Марта затянула завязки на платье Эммы и недоуменно уставила на неё. Служанка была глупа и недалёка и никогда этого не скрывала. Её добродушное широкое лицо выражало лишь непонимание и наивное любопытство, без тени намёка на хитрость.

– По традиции в день моего семнадцатилетия мне полагается танцевать с каждым приглашённым на бал холостым мужчиной, – говорила тем временем Эмма. – И приглашения должны быть разосланы всем, кто принадлежит к дворянской семье, кому исполнилось хотя бы восемнадцать и не стукнуло ещё пятидесяти, и кто ни разу не был женат и не связан узами помолвки на момент бала. И ни одна древняя книга, в которой записаны те правила и обычаи, не говорит, что мы должны отказать в приёме какому-либо претенденту на мою руку только из-за того, что его пьяному дяде не понравился соус к утке! Традиции не запрещают приглашать Хиггинсов! Гранта Хиггинса... – поправила Эмма саму себя. – Но матушка делает вид, будто этого не знает, потому что ей так удобно, а меня же по любой мелочи одёргивает.

Марта вдруг охнула и прикрыла рот рукой, будто что-то вспомнила.

– Что случилось? – Эмма красиво нахмурила брови. – Родители ещё что-то выдали о Хиггинсах?

– Грант… – только и пробормотала служанка. – Я забыла передать вам письмо от Гранта!

Нырнув рукой в карман передника, в котором находился ещё карман, только уже потайной, Марта принялась долго с ним возиться.
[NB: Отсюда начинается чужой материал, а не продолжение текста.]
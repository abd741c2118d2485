//! Atomic JSON state persistence.
//!
//! Whole-file snapshot semantics: `load_state` reads the complete value,
//! `save_state` writes to a temp file in the same directory and renames it
//! into place so readers never observe a partial write. A missing file is
//! the empty/default state; a corrupt file is an error the caller decides
//! how to surface.

use color_eyre::eyre::{Result, WrapErr};
use serde::Serialize;
use serde::de::DeserializeOwned;
use std::path::Path;

/// Load state from `path`, or the default value when the file doesn't exist.
pub fn load_state<T: DeserializeOwned + Default>(path: &Path) -> Result<T> {
    let content = match std::fs::read_to_string(path) {
        Ok(content) => content,
        Err(e) if e.kind() == std::io::ErrorKind::NotFound => return Ok(T::default()),
        Err(e) => {
            return Err(e).wrap_err_with(|| format!("failed to read {}", path.display()));
        }
    };
    serde_json::from_str(&content)
        .wrap_err_with(|| format!("failed to parse {}", path.display()))
}

/// Atomically persist `value` as pretty-printed JSON at `path`.
pub fn save_state<T: Serialize>(path: &Path, value: &T) -> Result<()> {
    if let Some(parent) = path.parent() {
        std::fs::create_dir_all(parent)
            .wrap_err_with(|| format!("failed to create {}", parent.display()))?;
    }

    let json = serde_json::to_string_pretty(value).wrap_err("failed to serialize state")?;

    let tmp = path.with_extension("json.tmp");
    std::fs::write(&tmp, json)
        .wrap_err_with(|| format!("failed to write {}", tmp.display()))?;
    std::fs::rename(&tmp, path)
        .wrap_err_with(|| format!("failed to move {} into place", tmp.display()))?;

    Ok(())
}
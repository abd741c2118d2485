//! Daemon mode — periodic due-reminder scans with desktop notifications.
//!
//! The daemon runs a `tokio::select!` loop over two sources:
//! 1. A scan timer (every `tick_interval_secs`)
//! 2. Shutdown signals (SIGTERM/SIGINT)
//!
//! Each tick reloads the reminders file from disk so edits made by the CLI
//! (add, snooze, complete, cancel) are picked up without any IPC.

pub mod config;

use crate::engine;
use crate::event::{EventKind, WorkerEvent, broadcast};
use crate::notify::{CommandNotifier, Notification, Notifier, StdoutNotifier};
use crate::reminder::ReminderStore;
use color_eyre::eyre::{Result, WrapErr};
use config::DaemonConfig;
use std::collections::HashMap;
use std::path::{Path, PathBuf};
use std::time::Instant;
use tokio_util::sync::CancellationToken;

// ---------------------------------------------------------------------------
// PID file helpers
// ---------------------------------------------------------------------------

fn pid_path(data_root: &Path) -> PathBuf {
    data_root.join(".minder").join("daemon.pid")
}

fn write_pid(data_root: &Path) -> Result<()> {
    let path = pid_path(data_root);
    if let Some(parent) = path.parent() {
        std::fs::create_dir_all(parent)
            .wrap_err_with(|| format!("failed to create {}", parent.display()))?;
    }
    std::fs::write(&path, std::process::id().to_string())
        .wrap_err_with(|| format!("failed to write PID file {}", path.display()))
}

fn read_pid(data_root: &Path) -> Option<u32> {
    std::fs::read_to_string(pid_path(data_root))
        .ok()
        .and_then(|s| s.trim().parse().ok())
}

fn remove_pid(data_root: &Path) {
    let _ = std::fs::remove_file(pid_path(data_root));
}

fn is_process_alive(pid: u32) -> bool {
    std::process::Command::new("kill")
        .args(["-0", &pid.to_string()])
        .stdout(std::process::Stdio::null())
        .stderr(std::process::Stdio::null())
        .status()
        .is_ok_and(|s| s.success())
}

// ---------------------------------------------------------------------------
// Public API: start / stop / restart
// ---------------------------------------------------------------------------

fn log_path(data_root: &Path) -> PathBuf {
    data_root.join(".minder").join("daemon.log")
}

/// Start the daemon.
///
/// By default, spawns a background child process with output redirected to
/// `.minder/daemon.log` and returns immediately. With `foreground: true`,
/// runs the scan loop inline (blocking).
pub async fn start(data_root: &Path, foreground: bool) -> Result<()> {
    // Check for stale PID file.
    if let Some(pid) = read_pid(data_root) {
        if is_process_alive(pid) {
            color_eyre::eyre::bail!("daemon already running (PID {pid})");
        }
        eprintln!("[daemon] Removing stale PID file (PID {pid} is not running)");
        remove_pid(data_root);
    }

    if !foreground {
        return spawn_background(data_root);
    }

    // Foreground mode — write PID and run inline.
    write_pid(data_root)?;
    let pid = std::process::id();
    eprintln!("[daemon] Started (PID {pid})");

    let config = DaemonConfig::load(data_root)?;
    eprintln!("[daemon] Scan interval: {}s", config.tick_interval_secs);
    eprintln!(
        "[daemon] Reminders: {}",
        config.resolved_store_path(data_root).display()
    );
    if let Some(cmd) = &config.notify_command {
        eprintln!("[daemon] Notify command: {cmd}");
    }
    if config.reprompt_delay_secs == 0 {
        eprintln!("[daemon] Re-prompting disabled");
    }

    let mut runner = DaemonRunner::new(data_root.to_path_buf(), config);
    runner.run().await?;

    remove_pid(data_root);
    eprintln!("[daemon] PID file removed");

    Ok(())
}

/// Spawn `minder daemon start --foreground` as a detached background process,
/// with stdout/stderr redirected to `.minder/daemon.log`.
fn spawn_background(data_root: &Path) -> Result<()> {
    let exe = std::env::current_exe().wrap_err("failed to find minder executable")?;
    let log = log_path(data_root);

    if let Some(parent) = log.parent() {
        std::fs::create_dir_all(parent)
            .wrap_err_with(|| format!("failed to create {}", parent.display()))?;
    }
    let log_file = std::fs::File::create(&log)
        .wrap_err_with(|| format!("failed to create log file {}", log.display()))?;
    let stderr_file = log_file
        .try_clone()
        .wrap_err("failed to clone log file handle")?;

    let mut cmd = std::process::Command::new(exe);
    cmd.args(["-C", &data_root.display().to_string()]);
    cmd.args(["daemon", "start", "--foreground"]);
    cmd.stdout(log_file);
    cmd.stderr(stderr_file);
    cmd.stdin(std::process::Stdio::null());

    // Detach from parent process group so it survives our exit.
    #[cfg(unix)]
    {
        use std::os::unix::process::CommandExt;
        cmd.process_group(0);
    }

    let child = cmd.spawn().wrap_err("failed to spawn daemon process")?;
    let pid = child.id();

    println!("daemon started (PID {pid})");
    println!("logs: {}", log.display());

    Ok(())
}

/// Stop the running daemon by reading its PID file and sending SIGTERM.
pub fn stop(data_root: &Path) -> Result<()> {
    let pid = match read_pid(data_root) {
        Some(pid) => pid,
        None => {
            eprintln!("daemon is not running (no PID file)");
            return Ok(());
        }
    };

    if !is_process_alive(pid) {
        eprintln!("daemon is not running (PID {pid} is stale), removing PID file");
        remove_pid(data_root);
        return Ok(());
    }

    // Send SIGTERM.
    let _ = std::process::Command::new("kill")
        .args([&pid.to_string()])
        .status();

    // Wait up to 5 seconds for the process to exit.
    for _ in 0..50 {
        if !is_process_alive(pid) {
            remove_pid(data_root);
            eprintln!("daemon stopped (PID {pid})");
            return Ok(());
        }
        std::thread::sleep(std::time::Duration::from_millis(100));
    }

    // Still alive — force kill.
    let _ = std::process::Command::new("kill")
        .args(["-9", &pid.to_string()])
        .status();
    remove_pid(data_root);
    eprintln!("daemon killed (PID {pid})");

    Ok(())
}

/// Stop any running daemon, then start a fresh background one.
pub async fn restart(data_root: &Path) -> Result<()> {
    stop(data_root)?;
    start(data_root, false).await
}

/// Run a single due-check scan and exit. Used by `minder tick` and cron-style
/// setups that prefer not to keep a daemon around.
pub async fn tick_once(data_root: &Path) -> Result<()> {
    let config = DaemonConfig::load(data_root)?;
    let mut runner = DaemonRunner::new(data_root.to_path_buf(), config);
    runner.tick().await
}

/// A notification awaiting acknowledgment, scheduled to be raised again.
struct ArmedReprompt {
    notification: Notification,
    deadline: Instant,
}

/// Main daemon scan loop.
struct DaemonRunner {
    data_root: PathBuf,
    config: DaemonConfig,
    notifier: Box<dyn Notifier>,
    /// Unacknowledged notifications keyed by reminder ID.
    reprompts: HashMap<String, ArmedReprompt>,
}

impl DaemonRunner {
    fn new(data_root: PathBuf, config: DaemonConfig) -> Self {
        let notifier: Box<dyn Notifier> = match &config.notify_command {
            Some(cmd) => Box::new(CommandNotifier::new(cmd.clone())),
            None => Box::new(StdoutNotifier),
        };
        Self {
            data_root,
            config,
            notifier,
            reprompts: HashMap::new(),
        }
    }

    async fn run(&mut self) -> Result<()> {
        let cancel = CancellationToken::new();

        // Set up SIGTERM/SIGINT handler.
        let shutdown_cancel = cancel.clone();
        tokio::spawn(async move {
            let ctrl_c = tokio::signal::ctrl_c();
            #[cfg(unix)]
            {
                let mut sigterm =
                    tokio::signal::unix::signal(tokio::signal::unix::SignalKind::terminate())
                        .expect("failed to install SIGTERM handler");
                tokio::select! {
                    _ = ctrl_c => {}
                    _ = sigterm.recv() => {}
                }
            }
            #[cfg(not(unix))]
            {
                let _ = ctrl_c.await;
            }
            eprintln!("\n[daemon] Shutdown signal received");
            shutdown_cancel.cancel();
        });

        let interval = std::time::Duration::from_secs(self.config.tick_interval_secs.max(1));
        let mut scan_timer = tokio::time::interval(interval);
        scan_timer.set_missed_tick_behavior(tokio::time::MissedTickBehavior::Skip);

        eprintln!(
            "[daemon] Ready. Scanning every {}s (notifier: {}).",
            interval.as_secs(),
            self.notifier.name()
        );

        loop {
            tokio::select! {
                _ = cancel.cancelled() => {
                    eprintln!("[daemon] Shutting down...");
                    break;
                }

                _ = scan_timer.tick() => {
                    if let Err(e) = self.tick().await {
                        eprintln!("[daemon] Scan error: {e}");
                    }
                }
            }
        }

        eprintln!("[daemon] Goodbye.");
        Ok(())
    }

    /// One due-check scan: reload, scan, notify, re-prompt, persist.
    async fn tick(&mut self) -> Result<()> {
        let now = chrono::Utc::now();

        // Reload from disk to pick up CLI edits. A corrupt file skips the
        // tick instead of clobbering user data with an empty store.
        let store_path = self.config.resolved_store_path(&self.data_root);
        let mut store = match ReminderStore::open(store_path) {
            Ok(store) => store,
            Err(e) => {
                eprintln!("[daemon] Failed to load reminders, skipping scan: {e}");
                return Ok(());
            }
        };

        let notices = engine::scan(store.reminders_mut(), now);
        if !notices.is_empty() {
            eprintln!("[daemon] {} reminder(s) due", notices.len());
        }

        let mut events = Vec::new();
        for notice in &notices {
            let notification = Notification::new(notice.reminder_id.as_str(), notice.title.as_str())
                .with_body(notice.body.as_str());
            if let Err(e) = self.notifier.present(&notification).await {
                eprintln!("[daemon] Failed to notify for {}: {e}", notice.reminder_id);
            }
            self.arm_reprompt(notification);
            events.push(WorkerEvent::new(
                EventKind::Triggered,
                notice.reminder_id.as_str(),
                notice.title.as_str(),
            ));
        }
        broadcast(&self.config.resolved_events_path(&self.data_root), &events);

        self.sweep_reprompts(&store, now).await;

        store.save()?;
        Ok(())
    }

    fn arm_reprompt(&mut self, notification: Notification) {
        if self.config.reprompt_delay_secs == 0 {
            return;
        }
        let deadline =
            Instant::now() + std::time::Duration::from_secs(self.config.reprompt_delay_secs);
        self.reprompts.insert(
            notification.reminder_id.clone(),
            ArmedReprompt {
                notification,
                deadline,
            },
        );
    }

    /// Disarm re-prompts that were acknowledged and re-raise the ones that
    /// sat past their deadline.
    async fn sweep_reprompts(&mut self, store: &ReminderStore, now: chrono::DateTime<chrono::Utc>) {
        if self.reprompts.is_empty() {
            return;
        }

        let mut acknowledged = Vec::new();
        for id in self.reprompts.keys() {
            let pending = store
                .reminders()
                .iter()
                .find(|r| &r.id == id)
                .is_some_and(|r| r.has_unacknowledged(now));
            if !pending {
                acknowledged.push(id.clone());
            }
        }
        for id in acknowledged {
            self.reprompts.remove(&id);
            eprintln!("[daemon] Reminder {id} acknowledged");
            if let Err(e) = self.notifier.dismiss(&id).await {
                eprintln!("[daemon] Failed to dismiss notification for {id}: {e}");
            }
        }

        let overdue: Vec<String> = self
            .reprompts
            .iter()
            .filter(|(_, r)| r.deadline <= Instant::now())
            .map(|(id, _)| id.clone())
            .collect();
        for id in overdue {
            let Some(armed) = self.reprompts.get(&id) else {
                continue;
            };
            eprintln!("[daemon] Re-prompting for unacknowledged reminder {id}");
            if let Err(e) = self.notifier.present(&armed.notification).await {
                eprintln!("[daemon] Failed to re-prompt for {id}: {e}");
            }
            let notification = armed.notification.clone();
            self.arm_reprompt(notification);
        }
    }
}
Ещё с раннего утра пальцы отекли и сейчас никак не хотели пролезать в узкую щель и вытаскивать тоненький листочек, сложенный втрое, который нетерпеливо ждала молодая баронесса.

– Разреши, я сама.

Не дождавшись позволения, Эмма сунула руку в кармашек и вытянула смятое письмо. Едва раскрыв его и пробежав глазами по первым буквам, она вначале засветилась счастьем, потом резко нахмурилась, потом и вовсе разозлилась, а после сильно удивилась и задумалась.

– Что он пишет, госпожа? – полюбопытствовала Марта, заглянув хозяйке через плечо. Но сколько ни силилась, разобрать не смогла ни слова: добродушная служанка не умела читать.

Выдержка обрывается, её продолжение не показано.